*** Opening SUPPLIED MATERIAL ***
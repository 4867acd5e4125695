//! Clock implementations.

use chrono::{DateTime, Utc};

use crate::infrastructure::ports::ClockPort;

/// System clock - uses real time.
pub struct SystemClock;

impl SystemClock {
    pub fn new() -> Self {
        Self
    }
}

impl Default for SystemClock {
    fn default() -> Self {
        Self::new()
    }
}

impl ClockPort for SystemClock {
    fn now(&self) -> DateTime<Utc> {
        Utc::now()
    }
}

/// Fixed clock for testing.
#[cfg(test)]
pub struct FixedClock(pub DateTime<Utc>);

#[cfg(test)]
impl ClockPort for FixedClock {
    fn now(&self) -> DateTime<Utc> {
        self.0
    }
}
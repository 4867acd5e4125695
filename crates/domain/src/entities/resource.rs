//! Resource entity - quantity tracking for a single consumable record
//!
//! The ledger invariant is `quantity >= 0` at all times, enforced by
//! declining mutations rather than clamping. Clamping is reserved for data
//! hydrated from storage with an out-of-range value. Unlike derived stats,
//! which may go negative by design, a resource can never be overdrawn.

use serde::{Deserialize, Serialize};

use crate::{DomainError, OrganizationId, ResourceId};

#[derive(Debug, Clone, PartialEq, Serialize, Deserialize)]
#[serde(rename_all = "camelCase")]
pub struct Resource {
    id: ResourceId,
    organization_id: OrganizationId,
    name: String,
    description: String,
    quantity: u32,
    version: u32,
}

impl Resource {
    /// Create a resource bound to its owning organization.
    ///
    /// # Errors
    ///
    /// Returns a validation error if `name` is empty.
    pub fn new(
        organization_id: OrganizationId,
        name: impl Into<String>,
        quantity: u32,
    ) -> Result<Self, DomainError> {
        let name = name.into();
        if name.trim().is_empty() {
            return Err(DomainError::validation("Resource name cannot be empty"));
        }
        Ok(Self {
            id: ResourceId::new(),
            organization_id,
            name,
            description: String::new(),
            quantity,
            version: 1,
        })
    }

    /// Reconstruct from storage, clamping a negative stored quantity to 0.
    pub fn from_storage(
        id: ResourceId,
        organization_id: OrganizationId,
        name: String,
        description: String,
        quantity: i64,
        version: u32,
    ) -> Self {
        Self {
            id,
            organization_id,
            name,
            description,
            quantity: u32::try_from(quantity.max(0)).unwrap_or(u32::MAX),
            version: version.max(1),
        }
    }

    pub fn with_description(mut self, description: impl Into<String>) -> Self {
        self.description = description.into();
        self
    }

    pub fn id(&self) -> ResourceId {
        self.id
    }

    pub fn organization_id(&self) -> OrganizationId {
        self.organization_id
    }

    pub fn name(&self) -> &str {
        &self.name
    }

    pub fn description(&self) -> &str {
        &self.description
    }

    pub fn quantity(&self) -> u32 {
        self.quantity
    }

    pub fn version(&self) -> u32 {
        self.version
    }

    pub fn set_name(&mut self, name: impl Into<String>) -> Result<(), DomainError> {
        let name = name.into();
        if name.trim().is_empty() {
            return Err(DomainError::validation("Resource name cannot be empty"));
        }
        self.name = name;
        self.version += 1;
        Ok(())
    }

    pub fn set_description(&mut self, description: impl Into<String>) {
        self.description = description.into();
        self.version += 1;
    }

    /// Decrement the quantity by `amount`.
    ///
    /// # Errors
    ///
    /// Declined (record untouched, no version bump) if `amount` is zero or
    /// exceeds the current quantity.
    pub fn consume(&mut self, amount: u32) -> Result<(), DomainError> {
        if amount == 0 {
            return Err(DomainError::validation("Amount must be positive"));
        }
        if amount > self.quantity {
            return Err(DomainError::constraint(format!(
                "Cannot consume {} of '{}': only {} available",
                amount, self.name, self.quantity
            )));
        }
        self.quantity -= amount;
        self.version += 1;
        Ok(())
    }

    /// Increment the quantity by `amount`.
    ///
    /// # Errors
    ///
    /// Declined if `amount` is zero or the addition would overflow.
    pub fn add(&mut self, amount: u32) -> Result<(), DomainError> {
        if amount == 0 {
            return Err(DomainError::validation("Amount must be positive"));
        }
        let new_quantity = self
            .quantity
            .checked_add(amount)
            .ok_or_else(|| DomainError::constraint("Quantity overflow"))?;
        self.quantity = new_quantity;
        self.version += 1;
        Ok(())
    }

    /// Overwrite the quantity. Unsigned input makes a negative target
    /// unrepresentable.
    pub fn set_quantity(&mut self, quantity: u32) {
        self.quantity = quantity;
        self.version += 1;
    }
}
*** Closing SUPPLIED MATERIAL ***
** TASK DIRECTIONS **
Every entry should be duplicated exactly as written.

** SOLVED PROBLEM **
repository 4867acd5e4125695
//! Clock implementations.

use chrono::{DateTime, Utc};

use crate::infrastructure::ports::ClockPort;

/// System clock - uses real time.
pub struct SystemClock;

impl SystemClock {
    pub fn new() -> Self {
        Self
    }
}

impl Default for SystemClock {
    fn default() -> Self {
        Self::new()
    }
}

impl ClockPort for SystemClock {
    fn now(&self) -> DateTime<Utc> {
        Utc::now()
    }
}

/// Fixed clock for testing.
#[cfg(test)]
pub struct FixedClock(pub DateTime<Utc>);

#[cfg(test)]
impl ClockPort for FixedClock {
    fn now(&self) -> DateTime<Utc> {
        self.0
    }
}
repository 4867acd5e4125695
filename crates/domain/src/entities/resource.rs
//! Resource entity - quantity tracking for a single consumable record
//!
//! The ledger invariant is `quantity >= 0` at all times, enforced by
//! declining mutations rather than clamping. Clamping is reserved for data
//! hydrated from storage with an out-of-range value. Unlike derived stats,
//! which may go negative by design, a resource can never be overdrawn.

use serde::{Deserialize, Serialize};

use crate::{DomainError, OrganizationId, ResourceId};

#[derive(Debug, Clone, PartialEq, Serialize, Deserialize)]
#[serde(rename_all = "camelCase")]
pub struct Resource {
    id: ResourceId,
    organization_id: OrganizationId,
    name: String,
    description: String,
    quantity: u32,
    version: u32,
}

impl Resource {
    /// Create a resource bound to its owning organization.
    ///
    /// # Errors
    ///
    /// Returns a validation error if `name` is empty.
    pub fn new(
        organization_id: OrganizationId,
        name: impl Into<String>,
        quantity: u32,
    ) -> Result<Self, DomainError> {
        let name = name.into();
        if name.trim().is_empty() {
            return Err(DomainError::validation("Resource name cannot be empty"));
        }
        Ok(Self {
            id: ResourceId::new(),
            organization_id,
            name,
            description: String::new(),
            quantity,
            version: 1,
        })
    }

    /// Reconstruct from storage, clamping a negative stored quantity to 0.
    pub fn from_storage(
        id: ResourceId,
        organization_id: OrganizationId,
        name: String,
        description: String,
        quantity: i64,
        version: u32,
    ) -> Self {
        Self {
            id,
            organization_id,
            name,
            description,
            quantity: u32::try_from(quantity.max(0)).unwrap_or(u32::MAX),
            version: version.max(1),
        }
    }

    pub fn with_description(mut self, description: impl Into<String>) -> Self {
        self.description = description.into();
        self
    }

    pub fn id(&self) -> ResourceId {
        self.id
    }

    pub fn organization_id(&self) -> OrganizationId {
        self.organization_id
    }

    pub fn name(&self) -> &str {
        &self.name
    }

    pub fn description(&self) -> &str {
        &self.description
    }

    pub fn quantity(&self) -> u32 {
        self.quantity
    }

    pub fn version(&self) -> u32 {
        self.version
    }

    pub fn set_name(&mut self, name: impl Into<String>) -> Result<(), DomainError> {
        let name = name.into();
        if name.trim().is_empty() {
            return Err(DomainError::validation("Resource name cannot be empty"));
        }
        self.name = name;
        self.version += 1;
        Ok(())
    }

    pub fn set_description(&mut self, description: impl Into<String>) {
        self.description = description.into();
        self.version += 1;
    }

    /// Decrement the quantity by `amount`.
    ///
    /// # Errors
    ///
    /// Declined (record untouched, no version bump) if `amount` is zero or
    /// exceeds the current quantity.
    pub fn consume(&mut self, amount: u32) -> Result<(), DomainError> {
        if amount == 0 {
            return Err(DomainError::validation("Amount must be positive"));
        }
        if amount > self.quantity {
            return Err(DomainError::constraint(format!(
                "Cannot consume {} of '{}': only {} available",
                amount, self.name, self.quantity
            )));
        }
        self.quantity -= amount;
        self.version += 1;
        Ok(())
    }

    /// Increment the quantity by `amount`.
    ///
    /// # Errors
    ///
    /// Declined if `amount` is zero or the addition would overflow.
    pub fn add(&mut self, amount: u32) -> Result<(), DomainError> {
        if amount == 0 {
            return Err(DomainError::validation("Amount must be positive"));
        }
        let new_quantity = self
            .quantity
            .checked_add(amount)
            .ok_or_else(|| DomainError::constraint("Quantity overflow"))?;
        self.quantity = new_quantity;
        self.version += 1;
        Ok(())
    }

    /// Overwrite the quantity. Unsigned input makes a negative target
    /// unrepresentable.
    pub fn set_quantity(&mut self, quantity: u32) {
        self.quantity = quantity;
        self.version += 1;
    }
}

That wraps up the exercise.